Colombia to reassess policy of extraditing drug traffickers to US

By Geoffrey Ramsey

Many think extradition to the US is a trafficker’s worst nightmare, but many negotiate with US law enforcement for more lenient sentences resulting in dramatically reduced jail time, says a blogger.

Although it has relied heavily on extraditions in the past as a way to break up powerful criminal networks, the perception that criminals face lighter sentences in the United States has caused Colombia to reassess this strategy.

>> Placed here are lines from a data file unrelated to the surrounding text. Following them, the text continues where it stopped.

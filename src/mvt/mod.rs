//! Client-side Mapbox Vector Tile encoding.
//!
//! Builds the single source-layer tile the client-side encoder serializes:
//! geometry
//! command streams with zig-zag deltas, plus the layer-wide key/value
//! dictionaries deduplicated through insertion-ordered sets.

pub mod vector_tile;

use indexmap::IndexSet;
use prost::Message;
use serde_json::Value as JsonValue;

use vector_tile::tile::{Feature, GeomType, Layer, Value};
use vector_tile::Tile;

const MOVE_TO: u32 = 1;
const LINE_TO: u32 = 2;
const CLOSE_PATH: u32 = 7;

#[inline]
fn command(id: u32, count: u32) -> u32 {
    id | (count << 3)
}

#[inline]
fn zigzag(v: i32) -> u32 {
    ((v << 1) ^ (v >> 31)) as u32
}

/// Encodes point geometry: one MoveTo carrying every point.
pub fn encode_points(points: &[[i32; 2]]) -> Vec<u32> {
    if points.is_empty() {
        return Vec::new();
    }
    let mut buf = Vec::with_capacity(1 + points.len() * 2);
    buf.push(command(MOVE_TO, points.len() as u32));
    let (mut px, mut py) = (0, 0);
    for &[x, y] in points {
        buf.push(zigzag(x - px));
        buf.push(zigzag(y - py));
        (px, py) = (x, y);
    }
    buf
}

/// Encodes linestring geometry: MoveTo + LineTo per part.
pub fn encode_lines(lines: &[Vec<[i32; 2]>]) -> Vec<u32> {
    let mut buf = Vec::new();
    let mut cursor = (0, 0);
    for line in lines {
        encode_path(&mut buf, line, &mut cursor, false);
    }
    buf
}

/// Encodes polygon geometry: MoveTo + LineTo + ClosePath per ring.
///
/// Rings arrive without a closing vertex; orientation distinguishes
/// exterior from interior rings on the decoding side.
pub fn encode_polygons(rings: &[Vec<[i32; 2]>]) -> Vec<u32> {
    let mut buf = Vec::new();
    let mut cursor = (0, 0);
    for ring in rings {
        encode_path(&mut buf, ring, &mut cursor, true);
    }
    buf
}

fn encode_path(buf: &mut Vec<u32>, path: &[[i32; 2]], cursor: &mut (i32, i32), close: bool) {
    let Some(&[first_x, first_y]) = path.first() else {
        return;
    };
    buf.push(command(MOVE_TO, 1));
    buf.push(zigzag(first_x - cursor.0));
    buf.push(zigzag(first_y - cursor.1));
    *cursor = (first_x, first_y);

    let lineto_pos = buf.len();
    buf.push(LINE_TO); // count patched below
    let mut count = 0;
    for &[x, y] in &path[1..] {
        let (dx, dy) = (x - cursor.0, y - cursor.1);
        // duplicate vertices collapse after rounding to the tile grid
        if dx != 0 || dy != 0 {
            buf.push(zigzag(dx));
            buf.push(zigzag(dy));
            *cursor = (x, y);
            count += 1;
        }
    }
    if count == 0 {
        // single-vertex remnant: repeat the point so the part stays valid
        buf.extend([0, 0]);
        count = 1;
    }
    buf[lineto_pos] = command(LINE_TO, count);
    if close {
        buf.push(command(CLOSE_PATH, 1));
    }
}

/// Hashable stand-in for `tile::Value`, keyed into the value dictionary.
/// Doubles are compared by bit pattern.
#[derive(Clone, Debug, PartialEq, Eq, Hash)]
enum TagValue {
    String(String),
    Double([u8; 8]),
    Int(i64),
    Uint(u64),
    Bool(bool),
}

impl TagValue {
    /// Maps a property value into the MVT value space. Nulls are dropped;
    /// nested objects and arrays are carried as their JSON text.
    fn from_json(value: &JsonValue) -> Option<TagValue> {
        match value {
            JsonValue::Null => None,
            JsonValue::Bool(b) => Some(TagValue::Bool(*b)),
            JsonValue::Number(n) => {
                if let Some(i) = n.as_i64() {
                    if i >= 0 {
                        Some(TagValue::Uint(i as u64))
                    } else {
                        Some(TagValue::Int(i))
                    }
                } else if let Some(u) = n.as_u64() {
                    Some(TagValue::Uint(u))
                } else {
                    n.as_f64().map(|f| TagValue::Double(f.to_ne_bytes()))
                }
            }
            JsonValue::String(s) => Some(TagValue::String(s.clone())),
            nested => Some(TagValue::String(nested.to_string())),
        }
    }

    fn into_tile_value(self) -> Value {
        match self {
            TagValue::String(v) => Value {
                string_value: Some(v),
                ..Default::default()
            },
            TagValue::Double(v) => Value {
                double_value: Some(f64::from_ne_bytes(v)),
                ..Default::default()
            },
            TagValue::Int(v) => Value {
                int_value: Some(v),
                ..Default::default()
            },
            TagValue::Uint(v) => Value {
                uint_value: Some(v),
                ..Default::default()
            },
            TagValue::Bool(v) => Value {
                bool_value: Some(v),
                ..Default::default()
            },
        }
    }
}

/// Accumulates one tile layer: features plus shared key/value dictionaries.
pub struct LayerBuilder {
    name: String,
    extent: u32,
    keys: IndexSet<String>,
    values: IndexSet<TagValue>,
    features: Vec<Feature>,
}

impl LayerBuilder {
    pub fn new(name: impl Into<String>, extent: u32) -> Self {
        LayerBuilder {
            name: name.into(),
            extent,
            keys: IndexSet::new(),
            values: IndexSet::new(),
            features: Vec::new(),
        }
    }

    /// Adds a feature with an already-encoded geometry command stream.
    /// Features with empty geometry are dropped.
    pub fn add_feature(
        &mut self,
        geom_type: GeomType,
        geometry: Vec<u32>,
        properties: &[(String, JsonValue)],
    ) {
        if geometry.is_empty() {
            return;
        }
        let mut tags = Vec::with_capacity(properties.len() * 2);
        for (key, value) in properties {
            let Some(tag_value) = TagValue::from_json(value) else {
                continue;
            };
            let key_idx = self.keys.insert_full(key.clone()).0;
            let value_idx = self.values.insert_full(tag_value).0;
            tags.push(key_idx as u32);
            tags.push(value_idx as u32);
        }
        let mut feature = Feature {
            id: None,
            tags,
            r#type: None,
            geometry,
        };
        feature.set_type(geom_type);
        self.features.push(feature);
    }

    pub fn feature_count(&self) -> usize {
        self.features.len()
    }

    pub fn is_empty(&self) -> bool {
        self.features.is_empty()
    }

    pub fn build(self) -> Layer {
        Layer {
            version: 2,
            name: self.name,
            features: self.features,
            keys: self.keys.into_iter().collect(),
            values: self
                .values
                .into_iter()
                .map(TagValue::into_tile_value)
                .collect(),
            extent: Some(self.extent),
        }
    }
}

/// Serializes a single-layer tile to its wire bytes.
pub fn encode_tile(layer: Layer) -> Vec<u8> {
    Tile {
        layers: vec![layer],
    }
    .encode_to_vec()
}
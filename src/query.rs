//! Compiles the spatially-filtered, zoom-adapted SQL for a layer and tile.
//!
//! Two shapes are produced: a delegated shape that has PostGIS encode the
//! tile (`ST_AsMVT`), and a portable shape returning GeoJSON text plus
//! property columns for client-side tiling. Both share the same filter and
//! simplification so the strategies stay interchangeable.
//!
//! All four envelope values and the simplification tolerance are bound as
//! `$1`..`$5`; no numeric value is ever formatted into the statement text.
//! Table, schema and column names pass a strict allow-list before being
//! quoted.

use crate::layer::LayerConfig;
use crate::{Error, SOURCE_LAYER, TILE_BUFFER, TILE_EXTENT};

/// Hard cap on features per delegated tile, bounding tile size.
pub const DELEGATED_FEATURE_LIMIT: u32 = 10_000;

/// Quotes an SQL identifier, rejecting anything outside
/// `[A-Za-z_][A-Za-z0-9_]*`.
///
/// Identifiers come from layer configuration, which is caller-supplied, so
/// they get the same suspicion as request input.
pub fn quote_ident(ident: &str) -> Result<String, Error> {
    let mut chars = ident.chars();
    let valid = match chars.next() {
        Some(first) => {
            (first.is_ascii_alphabetic() || first == '_')
                && chars.all(|c| c.is_ascii_alphanumeric() || c == '_')
        }
        None => false,
    };
    if valid {
        Ok(format!("\"{}\"", ident))
    } else {
        Err(Error::Identifier(ident.to_string()))
    }
}

/// Schema-qualified, quoted table reference for a layer.
fn qualified_table(config: &LayerConfig) -> Result<String, Error> {
    let schema = quote_ident(config.schema.as_deref().unwrap_or("public"))?;
    let table = quote_ident(&config.table)?;
    Ok(format!("{}.{}", schema, table))
}

/// The shared spatial filter: geometry intersects the bound tile envelope.
fn intersects_filter(geom: &str) -> String {
    format!(
        "ST_Intersects(t.{}, ST_MakeEnvelope($1, $2, $3, $4, 4326))",
        geom
    )
}

/// Builds the delegated-shape statement: a single pre-encoded tile column.
///
/// Geometries are simplified at the bound tolerance, transformed into tile
/// pixel space by `ST_AsMVTGeom`, and capped at
/// [`DELEGATED_FEATURE_LIMIT`] rows; rows whose encoded geometry collapses
/// to NULL are discarded before aggregation.
pub fn delegated_tile_sql(config: &LayerConfig) -> Result<String, Error> {
    let geom = quote_ident(&config.geometry_column)?;
    let table = qualified_table(config)?;
    let mut columns = vec![format!(
        "ST_AsMVTGeom(ST_SimplifyPreserveTopology(t.{geom}, $5), \
         ST_MakeEnvelope($1, $2, $3, $4, 4326), {extent}, {buffer}, true) AS mvtgeom",
        geom = geom,
        extent = TILE_EXTENT,
        buffer = TILE_BUFFER,
    )];
    for prop in &config.properties {
        columns.push(format!("t.{}", quote_ident(prop)?));
    }
    Ok(format!(
        "SELECT ST_AsMVT(tile, '{layer}', {extent}, 'mvtgeom') FROM (\
         SELECT {columns} FROM {table} t WHERE {filter} LIMIT {limit}\
         ) tile WHERE tile.mvtgeom IS NOT NULL",
        layer = SOURCE_LAYER,
        extent = TILE_EXTENT,
        columns = columns.join(", "),
        table = table,
        filter = intersects_filter(&geom),
        limit = DELEGATED_FEATURE_LIMIT,
    ))
}

/// Builds the portable-shape statement: GeoJSON text plus properties.
///
/// The geometry lands in column 0 as GeoJSON after the same simplification
/// and filter as the delegated shape; each property column is cast to text
/// (json/jsonb columns serialize to their JSON text). No row cap here: the
/// client-side tiler enforces its own limits.
pub fn portable_tile_sql(config: &LayerConfig) -> Result<String, Error> {
    let geom = quote_ident(&config.geometry_column)?;
    let table = qualified_table(config)?;
    let mut columns = vec![format!(
        "ST_AsGeoJSON(ST_SimplifyPreserveTopology(t.{}, $5)) AS geojson",
        geom
    )];
    for prop in &config.properties {
        let quoted = quote_ident(prop)?;
        columns.push(format!("t.{q}::text AS {q}", q = quoted));
    }
    Ok(format!(
        "SELECT {columns} FROM {table} t WHERE {filter}",
        columns = columns.join(", "),
        table = table,
        filter = intersects_filter(&geom),
    ))
}
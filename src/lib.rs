//! # Tilesmith
//!
//! A tile request pipeline over PostGIS: point a rendering client's
//! `tile://` requests at a [`TileService`](protocol::TileService) and it
//! turns each `layer/z/x/y` coordinate into a spatially-filtered query and
//! a Mapbox Vector Tile payload.
//!
//! ## Current features
//!
//! Given a PostGIS database and a set of layer configurations (declared in
//! code or as a YAML layer set), this crate serves MVT tiles through either
//! of two interchangeable encoders: a delegated path where PostGIS encodes
//! the tile in a single round trip (`ST_AsMVT`), and a client-side path
//! that fetches portable GeoJSON rows and performs the tiling and encoding
//! itself. Layers can pin a strategy; everything else follows the service
//! default. Spatial GiST indexes are managed per layer, best-effort, behind
//! a global toggle.
//!
//! ## Known limitations
//!
//! The database is assumed to store geometries in EPSG:4326; projection
//! configuration is not currently exposed. Tile payloads are returned
//! uncompressed, and there is no tile cache: every request reaches the
//! database. The trait-based design allows for further encoders (other
//! engines, other formats) to be added without touching the protocol
//! adapter.

use async_trait::async_trait;

use sqlx::PgConnection;

pub mod error;
pub mod feature;
pub mod geom;
pub mod index;
pub mod layer;
pub mod metrics;
pub mod mvt;
pub mod protocol;
pub mod query;
pub mod render;
pub mod tiler;

pub use error::Error;
pub use geom::{simplify_tolerance, tile_to_bounds, TileBounds, TileCoord};
pub use layer::{LayerConfig, LayerRegistry, LayerSet};
pub use metrics::{MetricsCollector, MetricsSummary, TileMetric};
pub use protocol::{TileRequest, TileService, TileServiceBuilder, TILE_SCHEME};
pub use render::{ClientRenderer, DelegatedRenderer, RenderStrategy, RenderedTile};

/// Tile-local coordinate extent used by both encoders.
pub const TILE_EXTENT: u32 = 4096;

/// Pixel margin kept around the tile by both encoders, so strokes crossing
/// the edge render without seams.
pub const TILE_BUFFER: u32 = 64;

/// The source-layer name carried by every tile; the rendering client binds
/// its styles against this single name.
pub const SOURCE_LAYER: &str = "v";

/// The tile encoder capability. Both strategies implement it, and the
/// protocol adapter picks one per request, so further encoders are an
/// additional implementation rather than a new branch.
#[async_trait]
pub trait TileRenderer {
    /// Renders the Mapbox vector tile for one layer at a slippy-map
    /// coordinate, reporting timing and size observations alongside the
    /// payload.
    async fn render_mvt(
        &self,
        conn: &mut PgConnection,
        config: &layer::LayerConfig,
        coord: geom::TileCoord,
    ) -> Result<render::RenderedTile, Error>;
}
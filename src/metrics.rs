//! Bounded per-tile performance history.
//!
//! Appends happen in request completion order under concurrency; no
//! ordering guarantee beyond insertion order of the surviving window.

use std::collections::VecDeque;
use std::sync::{Arc, Mutex, PoisonError};

use chrono::Utc;

/// Number of most-recent records retained.
pub const METRICS_CAPACITY: usize = 100;

/// Timing and size record for one served tile.
#[derive(Clone, Debug, PartialEq)]
pub struct TileMetric {
    /// Strategy tag plus tile address, e.g. `delegated/10/909/403`.
    pub tile_id: String,
    pub fetch_ms: u64,
    pub convert_ms: u64,
    pub total_ms: u64,
    /// `-1` when the strategy cannot observe the count.
    pub feature_count: i64,
    pub tile_size: usize,
    pub timestamp_ms: i64,
}

impl TileMetric {
    /// Stamps a record with the current wall-clock time.
    pub fn now(
        tile_id: String,
        fetch_ms: u64,
        convert_ms: u64,
        feature_count: i64,
        tile_size: usize,
    ) -> Self {
        TileMetric {
            tile_id,
            fetch_ms,
            convert_ms,
            total_ms: fetch_ms + convert_ms,
            feature_count,
            tile_size,
            timestamp_ms: Utc::now().timestamp_millis(),
        }
    }
}

/// Rolling averages over the retained window.
#[derive(Clone, Debug, Default, PartialEq)]
pub struct MetricsSummary {
    pub count: usize,
    pub avg_fetch_ms: f64,
    pub avg_convert_ms: f64,
    pub avg_total_ms: f64,
    pub avg_tile_size: f64,
    /// Averaged over records with a known feature count only.
    pub avg_feature_count: f64,
}

/// Append-only, capacity-bounded metric history shared across requests.
#[derive(Clone, Default)]
pub struct MetricsCollector {
    inner: Arc<Mutex<VecDeque<TileMetric>>>,
}

impl MetricsCollector {
    pub fn new() -> Self {
        Self::default()
    }

    /// Appends a record, evicting the oldest once capacity is reached.
    pub fn add(&self, metric: TileMetric) {
        let mut records = self.lock();
        if records.len() == METRICS_CAPACITY {
            records.pop_front();
        }
        records.push_back(metric);
    }

    /// The retained records, oldest first.
    pub fn snapshot(&self) -> Vec<TileMetric> {
        self.lock().iter().cloned().collect()
    }

    pub fn averages(&self) -> MetricsSummary {
        let records = self.lock();
        if records.is_empty() {
            return MetricsSummary::default();
        }
        let count = records.len();
        let mut summary = MetricsSummary {
            count,
            ..Default::default()
        };
        let mut counted_features = 0usize;
        for record in records.iter() {
            summary.avg_fetch_ms += record.fetch_ms as f64;
            summary.avg_convert_ms += record.convert_ms as f64;
            summary.avg_total_ms += record.total_ms as f64;
            summary.avg_tile_size += record.tile_size as f64;
            if record.feature_count >= 0 {
                summary.avg_feature_count += record.feature_count as f64;
                counted_features += 1;
            }
        }
        summary.avg_fetch_ms /= count as f64;
        summary.avg_convert_ms /= count as f64;
        summary.avg_total_ms /= count as f64;
        summary.avg_tile_size /= count as f64;
        if counted_features > 0 {
            summary.avg_feature_count /= counted_features as f64;
        }
        summary
    }

    pub fn clear(&self) {
        self.lock().clear();
    }

    pub fn len(&self) -> usize {
        self.lock().len()
    }

    pub fn is_empty(&self) -> bool {
        self.lock().is_empty()
    }

    fn lock(&self) -> std::sync::MutexGuard<'_, VecDeque<TileMetric>> {
        self.inner.lock().unwrap_or_else(PoisonError::into_inner)
    }
}
#[cfg(test)]
mod tests {
    use super::*;
    use serde_json::json;

    fn point_feature(lng: f64, lat: f64) -> FeatureRecord {
        FeatureRecord {
            geometry: geojson::Geometry::new(GeoValue::Point(vec![lng, lat])),
            properties: vec![("name".to_string(), json!("pin"))],
        }
    }

    fn line_feature(coords: Vec<Vec<f64>>) -> FeatureRecord {
        FeatureRecord {
            geometry: geojson::Geometry::new(GeoValue::LineString(coords)),
            properties: Vec::new(),
        }
    }

    fn polygon_feature(ring: Vec<Vec<f64>>) -> FeatureRecord {
        FeatureRecord {
            geometry: geojson::Geometry::new(GeoValue::Polygon(vec![ring])),
            properties: Vec::new(),
        }
    }

    #[test]
    fn test_point_lands_in_containing_tile() {
        let (x, y) = slippy_map_tilenames::lonlat2tile(139.69, 35.68, 10);
        let index = TileIndex::build(vec![point_feature(139.69, 35.68)], 10);
        let coord = TileCoord::new(10, x, y).unwrap();
        let slice = index.extract(coord).unwrap();
        assert_eq!(slice.features.len(), 1);
        match &slice.features[0].geometry {
            SlicedGeometry::Points(points) => {
                assert_eq!(points.len(), 1);
                let [px, py] = points[0];
                assert!((0..TILE_EXTENT as i32).contains(&px));
                assert!((0..TILE_EXTENT as i32).contains(&py));
            }
            other => panic!("expected a point, got {:?}", other),
        }
    }

    #[test]
    fn test_point_absent_from_distant_tile() {
        let index = TileIndex::build(vec![point_feature(139.69, 35.68)], 10);
        let slice = index.extract(TileCoord::new(10, 0, 0).unwrap()).unwrap();
        assert!(slice.features.is_empty());
    }

    #[test]
    fn test_zoom_mismatch_yields_nothing() {
        let index = TileIndex::build(vec![point_feature(0.0, 0.0)], 10);
        assert!(index.extract(TileCoord::new(9, 0, 0).unwrap()).is_none());
    }

    #[test]
    fn test_line_is_clipped_to_window() {
        // spans the equator across the whole world; tile 1/0/0 sees only
        // its own (buffered) share
        let index = TileIndex::build(
            vec![line_feature(vec![vec![-179.0, 0.01], vec![179.0, 0.01]])],
            1,
        );
        let slice = index.extract(TileCoord::new(1, 0, 0).unwrap()).unwrap();
        assert_eq!(slice.features.len(), 1);
        match &slice.features[0].geometry {
            SlicedGeometry::Lines(lines) => {
                assert_eq!(lines.len(), 1);
                let max = TILE_EXTENT as i32 + TILE_BUFFER as i32;
                for &[px, _] in &lines[0] {
                    assert!(px >= -(TILE_BUFFER as i32) && px <= max, "x={}", px);
                }
            }
            other => panic!("expected lines, got {:?}", other),
        }
    }

    #[test]
    fn test_polygon_is_clipped_to_window() {
        // covers roughly a hemisphere; the clipped ring must stay inside
        // the buffered window and remain a ring
        let index = TileIndex::build(
            vec![polygon_feature(vec![
                vec![-170.0, -70.0],
                vec![170.0, -70.0],
                vec![170.0, 70.0],
                vec![-170.0, 70.0],
                vec![-170.0, -70.0],
            ])],
            2,
        );
        let slice = index.extract(TileCoord::new(2, 1, 1).unwrap()).unwrap();
        assert_eq!(slice.features.len(), 1);
        match &slice.features[0].geometry {
            SlicedGeometry::Polygons(rings) => {
                assert_eq!(rings.len(), 1);
                assert!(rings[0].len() >= 3);
                let lo = -(TILE_BUFFER as i32);
                let hi = TILE_EXTENT as i32 + TILE_BUFFER as i32;
                for &[px, py] in &rings[0] {
                    assert!(px >= lo && px <= hi);
                    assert!(py >= lo && py <= hi);
                }
            }
            other => panic!("expected polygons, got {:?}", other),
        }
    }

    #[test]
    fn test_geometry_collection_is_skipped() {
        let record = FeatureRecord {
            geometry: geojson::Geometry::new(GeoValue::GeometryCollection(Vec::new())),
            properties: Vec::new(),
        };
        let index = TileIndex::build(vec![record], 0);
        assert_eq!(index.feature_count(), 0);
    }

    #[test]
    fn test_clip_segment_passthrough_and_cut() {
        let window = Bbox {
            min_x: 0.0,
            min_y: 0.0,
            max_x: 10.0,
            max_y: 10.0,
        };
        let (a, b, cut) = clip_segment([1.0, 1.0], [9.0, 9.0], &window).unwrap();
        assert_eq!((a, b, cut), ([1.0, 1.0], [9.0, 9.0], false));

        let (a, b, cut) = clip_segment([5.0, 5.0], [15.0, 5.0], &window).unwrap();
        assert_eq!(a, [5.0, 5.0]);
        assert_eq!(b, [10.0, 5.0]);
        assert!(cut);

        assert!(clip_segment([20.0, 20.0], [30.0, 20.0], &window).is_none());
    }

    #[test]
    fn test_clip_line_splits_on_reentry() {
        let window = Bbox {
            min_x: 0.0,
            min_y: 0.0,
            max_x: 10.0,
            max_y: 10.0,
        };
        // leaves through the right edge and comes back in: two parts
        let line = [
            [2.0, 2.0],
            [14.0, 2.0],
            [14.0, 8.0],
            [2.0, 8.0],
        ];
        let parts = clip_line(&line, &window);
        assert_eq!(parts.len(), 2);
        assert_eq!(parts[0], vec![[2.0, 2.0], [10.0, 2.0]]);
        assert_eq!(parts[1], vec![[10.0, 8.0], [2.0, 8.0]]);
    }

    #[test]
    fn test_clip_ring_corner_overlap() {
        let window = Bbox {
            min_x: 0.0,
            min_y: 0.0,
            max_x: 10.0,
            max_y: 10.0,
        };
        let ring = [[5.0, 5.0], [15.0, 5.0], [15.0, 15.0], [5.0, 15.0]];
        let clipped = clip_ring(&ring, &window).unwrap();
        assert!(clipped.len() >= 3);
        for [x, y] in clipped {
            assert!((0.0..=10.0).contains(&x));
            assert!((0.0..=10.0).contains(&y));
        }
        let far_ring = [[20.0, 20.0], [30.0, 20.0], [30.0, 30.0]];
        assert!(clip_ring(&far_ring, &window).is_none());
    }
}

Colombian police escort suspected drug traffickers during their presentation to the press in Bogota February 27. 35 people were arrested in operation “Legado” between the authorities of Colombia and United States against drug trafficking. John Vizcaino/REUTERS

Colombia’s Justice Minister Juan Carlos Esguerra has been raising eyebrows recently by insinuating that the country may soon alter its reliance on extraditing criminals to the US to stand trial. In a March 29 interview with W Radio (in Spanish), Mr. Esguerra remarked that some who are sent to answer to justice in the US are given sentences that are “too short,” adding that Colombians should face domestic charges first before being sent abroad.

Esguerra clarified this statement in a subsequent interview in El Tiempo (in Spanish), saying that extraditions are not a sign that Colombia is incapable of enforcing the rule of law. Instead, he insisted that the process of approving an extradition depends on the gravity of charges in the foreign country. Esguerra also claimed that the country is at a “turning point” in its anti-drug strategy, and said that President Juan Manuel Santos will likely address the issue at the upcoming Summit of the Americas in Cartagena.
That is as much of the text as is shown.